* [Assignment]: From the entries below, return every line that includes the word "expected".

[Provided entries]

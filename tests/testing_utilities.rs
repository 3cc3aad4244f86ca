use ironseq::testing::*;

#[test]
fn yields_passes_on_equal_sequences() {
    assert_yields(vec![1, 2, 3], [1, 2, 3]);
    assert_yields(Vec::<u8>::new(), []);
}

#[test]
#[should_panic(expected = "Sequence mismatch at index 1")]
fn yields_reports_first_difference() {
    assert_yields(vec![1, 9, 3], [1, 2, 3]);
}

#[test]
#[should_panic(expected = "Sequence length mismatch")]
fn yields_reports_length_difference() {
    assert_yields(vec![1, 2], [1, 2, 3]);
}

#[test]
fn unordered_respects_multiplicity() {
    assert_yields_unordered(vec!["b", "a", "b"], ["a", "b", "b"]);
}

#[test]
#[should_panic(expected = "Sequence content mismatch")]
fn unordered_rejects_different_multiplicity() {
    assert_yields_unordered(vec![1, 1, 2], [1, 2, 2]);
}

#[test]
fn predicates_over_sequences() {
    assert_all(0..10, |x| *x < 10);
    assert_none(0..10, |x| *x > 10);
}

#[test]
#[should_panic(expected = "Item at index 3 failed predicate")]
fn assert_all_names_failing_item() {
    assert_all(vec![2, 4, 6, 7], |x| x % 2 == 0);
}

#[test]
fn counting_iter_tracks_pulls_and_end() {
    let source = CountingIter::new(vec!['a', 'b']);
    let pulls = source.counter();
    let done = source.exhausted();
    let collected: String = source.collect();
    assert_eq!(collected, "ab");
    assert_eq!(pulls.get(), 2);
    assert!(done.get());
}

[/Provided entries]

* [Answer section]:
#[should_panic(expected = "Sequence mismatch at index 1")]
#[should_panic(expected = "Sequence length mismatch")]
#[should_panic(expected = "Sequence content mismatch")]
#[should_panic(expected = "Item at index 3 failed predicate")]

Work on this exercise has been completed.